If she looks too good -- like conservative columnist Ann Coulter -- she's a bimbo who trades on her looks. If she looks like an ordinary person -- like Van Susteren -- she's a battle-ax. Even if, as in Van Susteren's case, her personality always gave a sheen to her less-than-perfect face. Newspaper readers fall into the trap, too. It always astounds me when readers send emails or letters commenting on my looks. As if there is some connection between my cheekbones and my ideas.
"You're ugly," some nasty liberals have written to me. OK, so that's the best argument their feeble minds could construct -- but they're only saying what others think, but know better than to say.
I answer that I'm not ugly, but what if I were? If I'd been born with bad looks, would that make me less of a human being?
I won't even bother pointing out that men tend to be exempted. When men have gravelly skin or bad hair, it can be an endearing idiosyncrasy.
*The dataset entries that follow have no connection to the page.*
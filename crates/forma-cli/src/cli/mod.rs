//! CLI argument definitions using the clap derive API.
//!
//! This module is the *only* place that knows about argument names,
//! aliases, help text, and value enums. No business logic lives here.

use std::path::PathBuf;

use clap::{Args, Parser, Subcommand, ValueEnum};

pub mod global;
pub use global::{GlobalArgs, OutputFormat};

// ── Top-level CLI ─────────────────────────────────────────────────────────────

/// Main CLI entry-point.
#[derive(Debug, Parser)]
#[command(
    name    = "forma",
    bin_name = "forma",
    version  = env!("CARGO_PKG_VERSION"),
    author   = env!("CARGO_PKG_AUTHORS"),
    about    = "Deterministic project generation",
    long_about = "Forma renders a project from a validated configuration and a \
                  resolved policy, and records a manifest proving what was \
                  produced and why.",
    after_help = "EXAMPLES:\n\
        \x20 forma generate my-app --type nextjs --preset startup\n\
        \x20 forma generate my-api --type fastify --package-manager pnpm --ci gitlab\n\
        \x20 forma policy --preset enterprise\n\
        \x20 forma plugins",
    arg_required_else_help = true,
    subcommand_required    = true,
)]
pub struct Cli {
    /// Flags available on every subcommand.
    #[command(flatten)]
    pub global: GlobalArgs,

    /// Subcommand to execute.
    #[command(subcommand)]
    pub command: Commands,
}

// ── Subcommands ───────────────────────────────────────────────────────────────

/// All available subcommands.
#[derive(Debug, Subcommand)]
pub enum Commands {
    /// Generate a project.
    #[command(
        visible_alias = "g",
        about = "Generate a new project",
        after_help = "EXAMPLES:\n\
            \x20 forma generate my-app --type nextjs\n\
            \x20 forma generate my-api --type fastify --preset growth --dry-run\n\
            \x20 forma generate my-lib --type library --package-manager yarn"
    )]
    Generate(GenerateArgs),

    /// List registered plugins.
    #[command(
        visible_alias = "ls",
        about = "List registered plugins",
        after_help = "EXAMPLES:\n\
            \x20 forma plugins\n\
            \x20 forma plugins --type nextjs"
    )]
    Plugins(PluginsArgs),

    /// Show the effective policy for a preset.
    #[command(
        about = "Print a resolved policy as JSON",
        after_help = "EXAMPLES:\n\
            \x20 forma policy --preset startup\n\
            \x20 forma policy --preset enterprise"
    )]
    Policy(PolicyArgs),

    /// Generate shell completion scripts.
    #[command(
        about = "Generate shell completions",
        after_help = "EXAMPLES:\n\
            \x20 forma completions bash > ~/.local/share/bash-completion/completions/forma\n\
            \x20 forma completions zsh  > ~/.zfunc/_forma"
    )]
    Completions(CompletionsArgs),
}

// ── generate ──────────────────────────────────────────────────────────────────

/// Arguments for `forma generate`.
#[derive(Debug, Args)]
pub struct GenerateArgs {
    /// Project name or path. A plain name creates `./name`; a path like
    /// `../foo` places the project one level up.
    #[arg(value_name = "NAME", help = "Project name or path")]
    pub name: String,

    /// Project type.
    #[arg(
        short = 't',
        long = "type",
        value_name = "TYPE",
        value_enum,
        help = "Project type"
    )]
    pub project_type: ProjectTypeArg,

    /// Package manager.
    #[arg(
        short = 'p',
        long = "package-manager",
        value_name = "PM",
        value_enum,
        help = "Package manager"
    )]
    pub package_manager: Option<PackageManagerArg>,

    /// Strictness preset.
    #[arg(
        long = "preset",
        value_name = "PRESET",
        value_enum,
        help = "Strictness preset"
    )]
    pub preset: Option<PresetArg>,

    /// CI provider.
    #[arg(long = "ci", value_name = "PROVIDER", value_enum, help = "CI provider")]
    pub ci: Option<CiProviderArg>,

    /// Target directory; the project name stays NAME.
    #[arg(
        long = "out",
        value_name = "DIR",
        help = "Output directory (defaults to ./NAME)"
    )]
    pub out: Option<PathBuf>,

    /// Seed the render with files already present at the target, so
    /// plugins can skip what exists instead of overwriting it.
    #[arg(long = "seed-existing", help = "Expose existing target files to plugins")]
    pub seed_existing: bool,

    /// Write into a non-empty directory (existing files may be overwritten).
    #[arg(long = "force", help = "Write into a non-empty directory")]
    pub force: bool,

    /// Preview what would be created without writing any files.
    #[arg(long = "dry-run", help = "Show what would be created without creating")]
    pub dry_run: bool,
}

// ── plugins ───────────────────────────────────────────────────────────────────

/// Arguments for `forma plugins`.
#[derive(Debug, Args)]
pub struct PluginsArgs {
    /// Mark which plugins would apply to this project type.
    #[arg(short = 't', long = "type", value_enum, help = "Filter by project type")]
    pub project_type: Option<ProjectTypeArg>,
}

// ── policy ────────────────────────────────────────────────────────────────────

/// Arguments for `forma policy`.
#[derive(Debug, Args)]
pub struct PolicyArgs {
    /// Preset to resolve.
    #[arg(
        long = "preset",
        value_enum,
        default_value = "startup",
        help = "Strictness preset"
    )]
    pub preset: PresetArg,
}

// ── completions ───────────────────────────────────────────────────────────────

/// Arguments for `forma completions`.
#[derive(Debug, Args)]
pub struct CompletionsArgs {
    /// Target shell.
    #[arg(value_enum, help = "Shell to generate completions for")]
    pub shell: Shell,
}

/// Supported shells for completion generation.
#[derive(Debug, Clone, Copy, ValueEnum)]
pub enum Shell {
    Bash,
    Zsh,
    Fish,
    PowerShell,
    Elvish,
}

// ── value enums ───────────────────────────────────────────────────────────────

/// Supported project types.
#[derive(Debug, Clone, Copy, PartialEq, Eq, ValueEnum)]
#[value(rename_all = "lowercase")]
pub enum ProjectTypeArg {
    #[value(alias = "next")]
    Nextjs,
    Fastify,
    #[value(alias = "lib")]
    Library,
}

impl std::fmt::Display for ProjectTypeArg {
    fn fmt(&self, f: &mut std::fmt::Formatter<'_>) -> std::fmt::Result {
        match self {
            Self::Nextjs => write!(f, "nextjs"),
            Self::Fastify => write!(f, "fastify"),
            Self::Library => write!(f, "library"),
        }
    }
}

/// Supported package managers.
#[derive(Debug, Clone, Copy, PartialEq, Eq, ValueEnum)]
#[value(rename_all = "lowercase")]
pub enum PackageManagerArg {
    Npm,
    Pnpm,
    Yarn,
    Bun,
}

impl std::fmt::Display for PackageManagerArg {
    fn fmt(&self, f: &mut std::fmt::Formatter<'_>) -> std::fmt::Result {
        match self {
            Self::Npm => write!(f, "npm"),
            Self::Pnpm => write!(f, "pnpm"),
            Self::Yarn => write!(f, "yarn"),
            Self::Bun => write!(f, "bun"),
        }
    }
}

/// Strictness presets.
#[derive(Debug, Clone, Copy, PartialEq, Eq, ValueEnum)]
#[value(rename_all = "lowercase")]
pub enum PresetArg {
    Startup,
    Growth,
    Enterprise,
}

impl std::fmt::Display for PresetArg {
    fn fmt(&self, f: &mut std::fmt::Formatter<'_>) -> std::fmt::Result {
        match self {
            Self::Startup => write!(f, "startup"),
            Self::Growth => write!(f, "growth"),
            Self::Enterprise => write!(f, "enterprise"),
        }
    }
}

/// CI providers.
#[derive(Debug, Clone, Copy, PartialEq, Eq, ValueEnum)]
#[value(rename_all = "kebab-case")]
pub enum CiProviderArg {
    #[value(name = "github-actions", alias = "github")]
    GithubActions,
    #[value(name = "gitlab-ci", alias = "gitlab")]
    GitlabCi,
    #[value(name = "circleci", alias = "circle")]
    CircleCi,
}

impl std::fmt::Display for CiProviderArg {
    fn fmt(&self, f: &mut std::fmt::Formatter<'_>) -> std::fmt::Result {
        match self {
            Self::GithubActions => write!(f, "github-actions"),
            Self::GitlabCi => write!(f, "gitlab-ci"),
            Self::CircleCi => write!(f, "circleci"),
        }
    }
}

// ── tests ─────────────────────────────────────────────────────────────────────

#[cfg(test)]
mod tests {
    use super::*;
    use clap::Parser;

    #[test]
    fn parse_generate_command() {
        let cli = Cli::parse_from([
            "forma", "generate", "my-app", "--type", "nextjs", "--preset", "startup",
        ]);
        assert!(matches!(cli.command, Commands::Generate(_)));
    }

    #[test]
    fn nextjs_alias() {
        let cli = Cli::parse_from(["forma", "generate", "x", "-t", "next"]);
        if let Commands::Generate(args) = cli.command {
            assert_eq!(args.project_type, ProjectTypeArg::Nextjs);
        } else {
            panic!("expected Generate command");
        }
    }

    #[test]
    fn ci_provider_aliases() {
        let cli = Cli::parse_from(["forma", "generate", "x", "-t", "library", "--ci", "gitlab"]);
        if let Commands::Generate(args) = cli.command {
            assert_eq!(args.ci, Some(CiProviderArg::GitlabCi));
        } else {
            panic!("expected Generate command");
        }
    }

    #[test]
    fn quiet_and_verbose_conflict() {
        // clap should reject --quiet --verbose together
        let result = Cli::try_parse_from(["forma", "--quiet", "--verbose", "plugins"]);
        assert!(result.is_err());
    }

    #[test]
    fn policy_preset_defaults_to_startup() {
        let cli = Cli::parse_from(["forma", "policy"]);
        if let Commands::Policy(args) = cli.command {
            assert_eq!(args.preset, PresetArg::Startup);
        } else {
            panic!("expected Policy command");
        }
    }
}
//! Plugin registry: id → plugin lookup with uniqueness enforced.
//!
//! An explicit owned collection, passed by reference to the renderer.
//! There is no process-wide singleton; callers own the registry and its
//! single-threaded access discipline.

use std::collections::HashMap;

use crate::domain::Plugin;
use crate::pipeline::error::PipelineError;

/// Lookup table from plugin id to plugin instance.
#[derive(Default)]
pub struct PluginRegistry {
    plugins: HashMap<String, Box<dyn Plugin>>,
}

impl PluginRegistry {
    pub fn new() -> Self {
        Self::default()
    }

    /// Register a plugin. Fails if the id is already taken.
    pub fn register(&mut self, plugin: Box<dyn Plugin>) -> Result<(), PipelineError> {
        let id = plugin.id().to_owned();
        if self.plugins.contains_key(&id) {
            return Err(PipelineError::DuplicatePluginId { id });
        }
        self.plugins.insert(id, plugin);
        Ok(())
    }

    pub fn get(&self, id: &str) -> Option<&dyn Plugin> {
        self.plugins.get(id).map(Box::as_ref)
    }

    /// All registered plugins. Order is NOT significant; callers that
    /// need determinism must sort.
    pub fn all(&self) -> Vec<&dyn Plugin> {
        self.plugins.values().map(Box::as_ref).collect()
    }

    pub fn len(&self) -> usize {
        self.plugins.len()
    }

    pub fn is_empty(&self) -> bool {
        self.plugins.is_empty()
    }
}
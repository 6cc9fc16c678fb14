//! `.gitignore` for generated projects. Runs in the pre phase so later
//! plugins can append-by-overwrite if they ever need to (they declare a
//! conflict instead; this file has exactly one writer).

use forma_core::domain::{GenerationContext, Phase, Plugin, PluginError, ProjectConfig, ProjectType};

#[derive(Debug)]
pub struct GitignorePlugin;

impl Plugin for GitignorePlugin {
    fn id(&self) -> &str {
        "gitignore"
    }

    fn version(&self) -> &str {
        "1.0.0"
    }

    fn phase(&self) -> Phase {
        Phase::Pre
    }

    fn applies_to(&self, _config: &ProjectConfig) -> bool {
        true
    }

    fn apply(&self, ctx: &mut GenerationContext<'_>) -> Result<(), PluginError> {
        let mut lines = vec!["node_modules/", "dist/", "coverage/", "*.log", ".env"];
        if ctx.config().project_type() == ProjectType::NextJs {
            lines.push(".next/");
            lines.push("out/");
        }

        let mut contents = lines.join("\n");
        contents.push('\n');
        ctx.add_file(".gitignore", contents.into_bytes());
        Ok(())
    }
}

#[cfg(test)]
mod tests {
    use super::*;
    use forma_core::pipeline::resolve_policy;

    #[test]
    fn nextjs_projects_ignore_the_build_dir() {
        let config = ProjectConfig::builder()
            .project_type(ProjectType::NextJs)
            .build()
            .unwrap();
        let policy = resolve_policy(&config);
        let mut ctx = GenerationContext::new(&config, &policy);

        GitignorePlugin.apply(&mut ctx).unwrap();

        let body = String::from_utf8(ctx.get_file(".gitignore").unwrap().to_vec()).unwrap();
        assert!(body.contains(".next/"));
        assert!(body.contains("node_modules/"));
    }

    #[test]
    fn library_projects_do_not_mention_next() {
        let config = ProjectConfig::builder()
            .project_type(ProjectType::Library)
            .build()
            .unwrap();
        let policy = resolve_policy(&config);
        let mut ctx = GenerationContext::new(&config, &policy);

        GitignorePlugin.apply(&mut ctx).unwrap();

        let body = String::from_utf8(ctx.get_file(".gitignore").unwrap().to_vec()).unwrap();
        assert!(!body.contains(".next/"));
    }
}
//! Implementation of the `forma completions` command.

use clap::CommandFactory;
use clap_complete::{Shell as ClapShell, generate};

use crate::{
    cli::{Cli, CompletionsArgs, Shell},
    error::CliResult,
};

/// Write a completion script for the requested shell to stdout.
pub fn execute(args: CompletionsArgs) -> CliResult<()> {
    let shell = match args.shell {
        Shell::Bash => ClapShell::Bash,
        Shell::Zsh => ClapShell::Zsh,
        Shell::Fish => ClapShell::Fish,
        Shell::PowerShell => ClapShell::PowerShell,
        Shell::Elvish => ClapShell::Elvish,
    };

    let mut cmd = Cli::command();
    generate(shell, &mut cmd, "forma", &mut std::io::stdout());
    Ok(())
}
//! Lint and formatter configuration.
//!
//! Applies whenever the resolved policy requires the `lint` check,
//! derived from the config's preset, not hardcoded per project type.
//! Depends on `package-manager` so the install-time flags exist before
//! lint tooling is configured on top of them.

use forma_core::domain::{GenerationContext, Plugin, PluginError, ProjectConfig};
use forma_core::pipeline::resolve_policy;

#[derive(Debug)]
pub struct LintPlugin;

impl Plugin for LintPlugin {
    fn id(&self) -> &str {
        "lint"
    }

    fn version(&self) -> &str {
        "1.0.0"
    }

    fn dependencies(&self) -> Vec<String> {
        vec!["package-manager".to_owned()]
    }

    fn applies_to(&self, config: &ProjectConfig) -> bool {
        resolve_policy(config).requires_check("lint")
    }

    fn apply(&self, ctx: &mut GenerationContext<'_>) -> Result<(), PluginError> {
        ctx.add_file(
            ".eslintrc.json",
            br#"{
  "root": true,
  "extends": ["eslint:recommended"],
  "parserOptions": { "ecmaVersion": "latest", "sourceType": "module" },
  "env": { "node": true, "es2022": true }
}
"#
            .to_vec(),
        );

        ctx.add_file(
            ".prettierrc.json",
            b"{\n  \"semi\": true,\n  \"singleQuote\": false,\n  \"trailingComma\": \"all\"\n}\n"
                .to_vec(),
        );

        Ok(())
    }
}

#[cfg(test)]
mod tests {
    use super::*;
    use forma_core::domain::ProjectType;

    #[test]
    fn applies_at_every_preset_because_lint_is_always_required() {
        for preset in [
            forma_core::domain::StrictnessPreset::Startup,
            forma_core::domain::StrictnessPreset::Growth,
            forma_core::domain::StrictnessPreset::Enterprise,
        ] {
            let config = ProjectConfig::builder()
                .project_type(ProjectType::Library)
                .strictness_preset(preset)
                .build()
                .unwrap();
            assert!(LintPlugin.applies_to(&config), "preset: {preset}");
        }
    }

    #[test]
    fn declares_package_manager_dependency() {
        assert_eq!(LintPlugin.dependencies(), ["package-manager"]);
    }
}
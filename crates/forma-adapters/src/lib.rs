//! Infrastructure adapters for Forma.
//!
//! This crate contains the pieces the core deliberately stays ignorant
//! of: the built-in plugins that produce actual file content, and the
//! filesystem adapters that move bytes between disk and the pipeline.

pub mod error;
pub mod fs;
pub mod plugins;

// Re-export commonly used adapters
pub use error::AdapterError;
pub use fs::{Filesystem, LocalFilesystem, OutputWriter, scan_existing};
pub use plugins::builtin_registry;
When women have physical flaws, they are used as psychic arguments against their very souls.
I have to admit that I was one of the mockers. I've never been a fan of Van Susteren -- not because of her looks, believe me, but because of the pro-defense bent of her O.J. and post-O.J. trial commentary. So I gleefully tuned in to see her new face, with the hope that she'd look utterly ridiculous. I told myself she looked worse, until the swelling went down.
Now I have to say she looks better.
But more than the looks, I like what I've seen in her mind. Greta Van Susteren, bless her, is a plain-featured (and smart-thinking) woman who understood the Looks game and beat it.
If people tuned in to make fun of her, well, that helped her garner ratings on her new Fox News Channel TV show, which beat her old home, CNN, by 999,000 viewers to 684,000.
She probably knew that people wouldn't tune in to hear what she had to say about tort reform or prosecutorial practices in the war on terrorism. She no doubt understood that the public -- and we in the news business in particular -- could not resist an opportunity to make fun of a plain woman trying to be beautiful. Hats off, pretty Greta. You got my attention.